Data entries:
★ ★ ★ ★ ★

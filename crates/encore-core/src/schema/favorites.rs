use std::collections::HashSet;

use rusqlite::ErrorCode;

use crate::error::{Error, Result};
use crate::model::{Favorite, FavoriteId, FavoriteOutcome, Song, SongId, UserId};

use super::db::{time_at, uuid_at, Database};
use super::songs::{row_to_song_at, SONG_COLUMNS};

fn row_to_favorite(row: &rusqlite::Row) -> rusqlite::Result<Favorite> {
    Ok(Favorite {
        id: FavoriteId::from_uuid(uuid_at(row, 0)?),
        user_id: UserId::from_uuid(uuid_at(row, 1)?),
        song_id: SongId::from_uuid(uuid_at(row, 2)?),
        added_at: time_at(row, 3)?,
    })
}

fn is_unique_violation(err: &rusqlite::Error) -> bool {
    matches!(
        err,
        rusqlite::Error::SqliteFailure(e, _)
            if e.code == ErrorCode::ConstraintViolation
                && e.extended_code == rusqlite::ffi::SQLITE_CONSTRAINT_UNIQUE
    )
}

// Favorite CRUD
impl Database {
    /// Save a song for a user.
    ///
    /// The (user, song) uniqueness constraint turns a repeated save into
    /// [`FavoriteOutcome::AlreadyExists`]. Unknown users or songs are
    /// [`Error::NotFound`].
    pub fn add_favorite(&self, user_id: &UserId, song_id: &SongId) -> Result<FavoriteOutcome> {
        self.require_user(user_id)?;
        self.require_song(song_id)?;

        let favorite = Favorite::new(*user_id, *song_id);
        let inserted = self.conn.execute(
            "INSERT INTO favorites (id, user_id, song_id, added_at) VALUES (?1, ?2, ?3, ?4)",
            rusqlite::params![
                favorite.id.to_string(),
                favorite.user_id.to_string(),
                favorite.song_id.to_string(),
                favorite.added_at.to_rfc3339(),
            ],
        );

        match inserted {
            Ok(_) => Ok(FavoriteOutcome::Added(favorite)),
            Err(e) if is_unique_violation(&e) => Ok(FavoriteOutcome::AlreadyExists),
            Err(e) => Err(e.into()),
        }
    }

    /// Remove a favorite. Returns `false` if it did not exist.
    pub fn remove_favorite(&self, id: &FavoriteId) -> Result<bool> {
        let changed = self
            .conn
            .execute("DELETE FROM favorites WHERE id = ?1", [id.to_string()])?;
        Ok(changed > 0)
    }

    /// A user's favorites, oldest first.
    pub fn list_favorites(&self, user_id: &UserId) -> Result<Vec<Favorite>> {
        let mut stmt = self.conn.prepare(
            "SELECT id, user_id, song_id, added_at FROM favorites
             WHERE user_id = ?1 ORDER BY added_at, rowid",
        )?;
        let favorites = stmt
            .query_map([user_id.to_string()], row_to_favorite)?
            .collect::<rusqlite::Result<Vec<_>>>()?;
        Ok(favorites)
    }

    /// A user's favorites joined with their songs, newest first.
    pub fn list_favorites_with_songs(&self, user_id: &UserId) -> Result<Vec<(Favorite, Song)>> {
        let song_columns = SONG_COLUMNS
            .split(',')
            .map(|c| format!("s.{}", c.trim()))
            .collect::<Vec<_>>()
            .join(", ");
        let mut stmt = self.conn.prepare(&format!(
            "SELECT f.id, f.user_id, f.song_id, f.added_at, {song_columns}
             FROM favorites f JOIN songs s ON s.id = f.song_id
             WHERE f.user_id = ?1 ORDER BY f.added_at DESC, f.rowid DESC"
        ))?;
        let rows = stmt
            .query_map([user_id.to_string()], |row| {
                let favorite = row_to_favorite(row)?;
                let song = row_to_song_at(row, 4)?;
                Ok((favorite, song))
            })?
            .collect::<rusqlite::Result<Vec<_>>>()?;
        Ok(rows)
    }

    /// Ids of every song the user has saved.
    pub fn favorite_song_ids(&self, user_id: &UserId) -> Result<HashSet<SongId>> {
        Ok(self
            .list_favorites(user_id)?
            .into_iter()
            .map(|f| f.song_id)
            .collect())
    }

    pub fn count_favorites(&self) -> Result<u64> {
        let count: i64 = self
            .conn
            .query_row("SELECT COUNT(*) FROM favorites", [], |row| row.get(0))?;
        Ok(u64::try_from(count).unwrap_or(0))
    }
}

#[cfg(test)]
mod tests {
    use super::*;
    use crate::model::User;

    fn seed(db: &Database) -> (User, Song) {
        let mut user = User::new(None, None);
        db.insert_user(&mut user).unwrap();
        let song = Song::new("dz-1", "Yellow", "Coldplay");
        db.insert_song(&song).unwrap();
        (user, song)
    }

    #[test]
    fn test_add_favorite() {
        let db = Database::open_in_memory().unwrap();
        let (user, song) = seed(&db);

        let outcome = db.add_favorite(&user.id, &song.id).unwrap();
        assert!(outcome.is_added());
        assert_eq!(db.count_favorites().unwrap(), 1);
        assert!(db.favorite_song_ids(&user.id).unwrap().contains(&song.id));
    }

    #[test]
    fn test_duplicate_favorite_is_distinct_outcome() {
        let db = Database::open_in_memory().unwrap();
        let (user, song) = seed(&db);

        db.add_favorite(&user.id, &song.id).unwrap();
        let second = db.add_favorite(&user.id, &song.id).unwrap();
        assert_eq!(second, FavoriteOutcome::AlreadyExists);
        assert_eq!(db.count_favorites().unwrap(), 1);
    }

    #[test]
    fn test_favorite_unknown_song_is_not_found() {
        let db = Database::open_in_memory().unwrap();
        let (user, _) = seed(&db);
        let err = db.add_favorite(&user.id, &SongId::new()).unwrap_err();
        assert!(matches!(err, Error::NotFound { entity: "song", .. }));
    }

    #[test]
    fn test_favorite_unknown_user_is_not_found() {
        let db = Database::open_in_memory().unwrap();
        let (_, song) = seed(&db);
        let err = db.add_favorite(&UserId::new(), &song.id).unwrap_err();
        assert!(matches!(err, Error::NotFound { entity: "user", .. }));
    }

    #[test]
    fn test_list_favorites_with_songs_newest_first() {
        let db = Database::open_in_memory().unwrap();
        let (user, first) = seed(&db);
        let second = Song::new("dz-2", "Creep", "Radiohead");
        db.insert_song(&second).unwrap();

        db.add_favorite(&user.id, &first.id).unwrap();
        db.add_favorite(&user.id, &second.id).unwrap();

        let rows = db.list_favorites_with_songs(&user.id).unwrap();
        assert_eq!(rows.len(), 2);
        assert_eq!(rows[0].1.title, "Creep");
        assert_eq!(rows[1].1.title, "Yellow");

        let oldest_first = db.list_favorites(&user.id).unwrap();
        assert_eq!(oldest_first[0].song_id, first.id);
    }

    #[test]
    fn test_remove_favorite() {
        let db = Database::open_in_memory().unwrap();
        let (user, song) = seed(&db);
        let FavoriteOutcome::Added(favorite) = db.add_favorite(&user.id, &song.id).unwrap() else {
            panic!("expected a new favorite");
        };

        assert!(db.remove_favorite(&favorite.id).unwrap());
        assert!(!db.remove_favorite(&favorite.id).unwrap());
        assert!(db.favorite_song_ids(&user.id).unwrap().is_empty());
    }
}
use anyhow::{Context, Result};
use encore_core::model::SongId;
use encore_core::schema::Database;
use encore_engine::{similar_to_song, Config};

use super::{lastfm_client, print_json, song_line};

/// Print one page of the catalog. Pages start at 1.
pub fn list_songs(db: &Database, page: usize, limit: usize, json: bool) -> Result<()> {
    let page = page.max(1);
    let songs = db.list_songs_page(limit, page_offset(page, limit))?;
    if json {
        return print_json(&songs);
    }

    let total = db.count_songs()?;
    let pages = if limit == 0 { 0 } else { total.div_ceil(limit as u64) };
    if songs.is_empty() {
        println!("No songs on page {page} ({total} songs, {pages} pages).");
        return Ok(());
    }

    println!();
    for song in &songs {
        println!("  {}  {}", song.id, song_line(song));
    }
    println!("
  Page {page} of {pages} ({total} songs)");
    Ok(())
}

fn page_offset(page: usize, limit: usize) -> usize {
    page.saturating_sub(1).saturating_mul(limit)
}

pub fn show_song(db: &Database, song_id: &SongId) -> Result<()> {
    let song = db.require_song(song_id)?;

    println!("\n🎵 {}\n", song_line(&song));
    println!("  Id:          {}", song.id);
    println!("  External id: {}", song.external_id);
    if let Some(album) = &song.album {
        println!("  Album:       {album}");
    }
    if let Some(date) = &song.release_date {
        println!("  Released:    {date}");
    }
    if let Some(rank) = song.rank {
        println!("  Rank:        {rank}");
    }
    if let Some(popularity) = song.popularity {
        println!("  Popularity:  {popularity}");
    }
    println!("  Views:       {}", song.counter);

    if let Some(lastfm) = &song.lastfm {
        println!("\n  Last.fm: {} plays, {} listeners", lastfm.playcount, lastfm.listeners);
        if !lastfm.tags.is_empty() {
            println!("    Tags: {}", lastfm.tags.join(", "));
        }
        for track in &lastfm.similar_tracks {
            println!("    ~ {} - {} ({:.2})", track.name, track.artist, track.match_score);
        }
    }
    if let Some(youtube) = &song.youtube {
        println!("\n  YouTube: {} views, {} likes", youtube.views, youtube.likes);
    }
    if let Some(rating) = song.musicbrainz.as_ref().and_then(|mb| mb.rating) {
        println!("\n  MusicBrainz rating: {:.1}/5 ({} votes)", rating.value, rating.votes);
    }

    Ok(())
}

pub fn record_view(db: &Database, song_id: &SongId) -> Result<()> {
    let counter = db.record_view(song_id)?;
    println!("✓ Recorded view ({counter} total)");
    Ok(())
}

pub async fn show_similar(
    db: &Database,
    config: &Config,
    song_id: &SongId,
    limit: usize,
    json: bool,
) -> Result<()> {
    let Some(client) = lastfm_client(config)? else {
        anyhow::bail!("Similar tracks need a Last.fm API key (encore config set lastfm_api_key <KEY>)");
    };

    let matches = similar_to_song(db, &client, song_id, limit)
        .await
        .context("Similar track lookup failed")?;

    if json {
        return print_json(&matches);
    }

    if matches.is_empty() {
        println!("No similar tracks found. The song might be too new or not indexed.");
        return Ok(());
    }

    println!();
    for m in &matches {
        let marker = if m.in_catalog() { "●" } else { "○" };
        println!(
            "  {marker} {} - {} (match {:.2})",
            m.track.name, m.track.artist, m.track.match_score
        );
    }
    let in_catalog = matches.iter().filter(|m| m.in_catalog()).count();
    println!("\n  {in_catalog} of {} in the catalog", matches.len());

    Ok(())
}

★ ★ ★ ★ ★

Required action:
A complete answer gives every line of the data that includes "WHERE".

Exercise response:
            .execute("DELETE FROM favorites WHERE id = ?1", [id.to_string()])?;
             WHERE user_id = ?1 ORDER BY added_at, rowid",
             WHERE f.user_id = ?1 ORDER BY f.added_at DESC, f.rowid DESC"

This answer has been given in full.